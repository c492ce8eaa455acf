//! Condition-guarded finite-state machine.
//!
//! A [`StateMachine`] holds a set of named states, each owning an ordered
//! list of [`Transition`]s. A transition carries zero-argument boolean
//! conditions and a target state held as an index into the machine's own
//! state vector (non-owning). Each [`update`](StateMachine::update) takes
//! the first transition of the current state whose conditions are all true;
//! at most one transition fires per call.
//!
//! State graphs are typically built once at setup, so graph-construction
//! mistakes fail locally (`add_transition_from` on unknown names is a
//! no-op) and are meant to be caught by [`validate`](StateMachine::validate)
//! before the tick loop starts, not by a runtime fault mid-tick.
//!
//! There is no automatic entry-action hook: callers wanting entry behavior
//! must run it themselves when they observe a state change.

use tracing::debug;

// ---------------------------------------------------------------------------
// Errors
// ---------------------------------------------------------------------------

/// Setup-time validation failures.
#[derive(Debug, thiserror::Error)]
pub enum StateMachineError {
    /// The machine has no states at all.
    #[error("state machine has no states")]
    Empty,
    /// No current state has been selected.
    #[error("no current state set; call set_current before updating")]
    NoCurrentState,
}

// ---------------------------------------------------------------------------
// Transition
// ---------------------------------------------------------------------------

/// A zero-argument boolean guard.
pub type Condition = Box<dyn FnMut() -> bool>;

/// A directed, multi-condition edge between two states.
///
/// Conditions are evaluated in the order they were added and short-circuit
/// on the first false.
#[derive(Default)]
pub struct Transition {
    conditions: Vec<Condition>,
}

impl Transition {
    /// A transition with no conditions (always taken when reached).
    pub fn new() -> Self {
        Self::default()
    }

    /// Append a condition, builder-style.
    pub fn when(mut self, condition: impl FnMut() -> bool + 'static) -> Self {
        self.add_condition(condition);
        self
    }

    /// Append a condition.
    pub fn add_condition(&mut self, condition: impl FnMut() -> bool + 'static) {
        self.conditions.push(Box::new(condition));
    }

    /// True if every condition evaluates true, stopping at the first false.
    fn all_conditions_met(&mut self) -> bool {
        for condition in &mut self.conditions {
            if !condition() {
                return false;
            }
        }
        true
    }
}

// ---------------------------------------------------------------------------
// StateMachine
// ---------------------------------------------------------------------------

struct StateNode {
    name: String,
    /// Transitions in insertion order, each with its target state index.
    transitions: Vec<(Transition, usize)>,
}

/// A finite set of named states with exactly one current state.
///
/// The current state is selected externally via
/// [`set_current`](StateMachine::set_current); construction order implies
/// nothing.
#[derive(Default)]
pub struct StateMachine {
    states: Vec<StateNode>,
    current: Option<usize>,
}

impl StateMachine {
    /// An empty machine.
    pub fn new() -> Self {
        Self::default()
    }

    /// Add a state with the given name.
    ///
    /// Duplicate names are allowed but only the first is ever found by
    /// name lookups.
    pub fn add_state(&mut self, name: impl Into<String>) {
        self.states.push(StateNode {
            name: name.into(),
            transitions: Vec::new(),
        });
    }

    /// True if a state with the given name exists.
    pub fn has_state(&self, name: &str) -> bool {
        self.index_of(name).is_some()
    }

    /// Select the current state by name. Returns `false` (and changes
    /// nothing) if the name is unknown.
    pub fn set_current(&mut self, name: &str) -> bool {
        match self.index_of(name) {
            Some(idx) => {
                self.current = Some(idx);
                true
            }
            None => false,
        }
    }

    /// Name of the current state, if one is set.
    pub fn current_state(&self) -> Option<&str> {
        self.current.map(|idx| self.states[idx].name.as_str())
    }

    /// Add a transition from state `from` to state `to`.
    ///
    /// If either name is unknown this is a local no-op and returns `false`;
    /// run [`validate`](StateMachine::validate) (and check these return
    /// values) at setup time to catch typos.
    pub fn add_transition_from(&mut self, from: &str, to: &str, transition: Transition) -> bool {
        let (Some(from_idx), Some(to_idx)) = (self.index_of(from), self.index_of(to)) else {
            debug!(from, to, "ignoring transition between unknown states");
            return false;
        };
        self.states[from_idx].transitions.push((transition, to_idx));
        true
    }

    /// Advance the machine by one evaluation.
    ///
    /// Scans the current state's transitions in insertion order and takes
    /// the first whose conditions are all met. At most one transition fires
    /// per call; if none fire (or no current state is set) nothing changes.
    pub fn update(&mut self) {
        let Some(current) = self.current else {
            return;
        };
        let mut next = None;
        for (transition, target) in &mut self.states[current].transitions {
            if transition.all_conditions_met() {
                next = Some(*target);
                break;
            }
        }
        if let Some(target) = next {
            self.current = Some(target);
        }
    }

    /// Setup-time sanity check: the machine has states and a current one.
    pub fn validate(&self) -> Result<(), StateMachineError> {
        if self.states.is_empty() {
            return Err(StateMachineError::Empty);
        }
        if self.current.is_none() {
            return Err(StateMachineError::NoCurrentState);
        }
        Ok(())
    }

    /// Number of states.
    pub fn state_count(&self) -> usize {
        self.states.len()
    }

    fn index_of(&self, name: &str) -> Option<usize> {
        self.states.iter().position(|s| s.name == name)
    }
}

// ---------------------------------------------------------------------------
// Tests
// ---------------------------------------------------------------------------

──────

[Problem description]
The records above are to be transcribed exactly and completely.

[Completed exercise]
repository c492ce8eaa455acf
//! Condition-guarded finite-state machine.
//!
//! A [`StateMachine`] holds a set of named states, each owning an ordered
//! list of [`Transition`]s. A transition carries zero-argument boolean
//! conditions and a target state held as an index into the machine's own
//! state vector (non-owning). Each [`update`](StateMachine::update) takes
//! the first transition of the current state whose conditions are all true;
//! at most one transition fires per call.
//!
//! State graphs are typically built once at setup, so graph-construction
//! mistakes fail locally (`add_transition_from` on unknown names is a
//! no-op) and are meant to be caught by [`validate`](StateMachine::validate)
//! before the tick loop starts, not by a runtime fault mid-tick.
//!
//! There is no automatic entry-action hook: callers wanting entry behavior
//! must run it themselves when they observe a state change.

use tracing::debug;

// ---------------------------------------------------------------------------
// Errors
// ---------------------------------------------------------------------------

/// Setup-time validation failures.
#[derive(Debug, thiserror::Error)]
pub enum StateMachineError {
    /// The machine has no states at all.
    #[error("state machine has no states")]
    Empty,
    /// No current state has been selected.
    #[error("no current state set; call set_current before updating")]
    NoCurrentState,
}

// ---------------------------------------------------------------------------
// Transition
// ---------------------------------------------------------------------------

/// A zero-argument boolean guard.
pub type Condition = Box<dyn FnMut() -> bool>;

/// A directed, multi-condition edge between two states.
///
/// Conditions are evaluated in the order they were added and short-circuit
/// on the first false.
#[derive(Default)]
pub struct Transition {
    conditions: Vec<Condition>,
}

impl Transition {
    /// A transition with no conditions (always taken when reached).
    pub fn new() -> Self {
        Self::default()
    }

    /// Append a condition, builder-style.
    pub fn when(mut self, condition: impl FnMut() -> bool + 'static) -> Self {
        self.add_condition(condition);
        self
    }

    /// Append a condition.
    pub fn add_condition(&mut self, condition: impl FnMut() -> bool + 'static) {
        self.conditions.push(Box::new(condition));
    }

    /// True if every condition evaluates true, stopping at the first false.
    fn all_conditions_met(&mut self) -> bool {
        for condition in &mut self.conditions {
            if !condition() {
                return false;
            }
        }
        true
    }
}

// ---------------------------------------------------------------------------
// StateMachine
// ---------------------------------------------------------------------------

struct StateNode {
    name: String,
    /// Transitions in insertion order, each with its target state index.
    transitions: Vec<(Transition, usize)>,
}

/// A finite set of named states with exactly one current state.
///
/// The current state is selected externally via
/// [`set_current`](StateMachine::set_current); construction order implies
/// nothing.
#[derive(Default)]
pub struct StateMachine {
    states: Vec<StateNode>,
    current: Option<usize>,
}

impl StateMachine {
    /// An empty machine.
    pub fn new() -> Self {
        Self::default()
    }

    /// Add a state with the given name.
    ///
    /// Duplicate names are allowed but only the first is ever found by
    /// name lookups.
    pub fn add_state(&mut self, name: impl Into<String>) {
        self.states.push(StateNode {
            name: name.into(),
            transitions: Vec::new(),
        });
    }

    /// True if a state with the given name exists.
    pub fn has_state(&self, name: &str) -> bool {
        self.index_of(name).is_some()
    }

    /// Select the current state by name. Returns `false` (and changes
    /// nothing) if the name is unknown.
    pub fn set_current(&mut self, name: &str) -> bool {
        match self.index_of(name) {
            Some(idx) => {
                self.current = Some(idx);
                true
            }
            None => false,
        }
    }

    /// Name of the current state, if one is set.
    pub fn current_state(&self) -> Option<&str> {
        self.current.map(|idx| self.states[idx].name.as_str())
    }

    /// Add a transition from state `from` to state `to`.
    ///
    /// If either name is unknown this is a local no-op and returns `false`;
    /// run [`validate`](StateMachine::validate) (and check these return
    /// values) at setup time to catch typos.
    pub fn add_transition_from(&mut self, from: &str, to: &str, transition: Transition) -> bool {
        let (Some(from_idx), Some(to_idx)) = (self.index_of(from), self.index_of(to)) else {
            debug!(from, to, "ignoring transition between unknown states");
            return false;
        };
        self.states[from_idx].transitions.push((transition, to_idx));
        true
    }

    /// Advance the machine by one evaluation.
    ///
    /// Scans the current state's transitions in insertion order and takes
    /// the first whose conditions are all met. At most one transition fires
    /// per call; if none fire (or no current state is set) nothing changes.
    pub fn update(&mut self) {
        let Some(current) = self.current else {
            return;
        };
        let mut next = None;
        for (transition, target) in &mut self.states[current].transitions {
            if transition.all_conditions_met() {
                next = Some(*target);
                break;
            }
        }
        if let Some(target) = next {
            self.current = Some(target);
        }
    }

    /// Setup-time sanity check: the machine has states and a current one.
    pub fn validate(&self) -> Result<(), StateMachineError> {
        if self.states.is_empty() {
            return Err(StateMachineError::Empty);
        }
        if self.current.is_none() {
            return Err(StateMachineError::NoCurrentState);
        }
        Ok(())
    }

    /// Number of states.
    pub fn state_count(&self) -> usize {
        self.states.len()
    }

    fn index_of(&self, name: &str) -> Option<usize> {
        self.states.iter().position(|s| s.name == name)
    }
}

// ---------------------------------------------------------------------------
// Tests
// ---------------------------------------------------------------------------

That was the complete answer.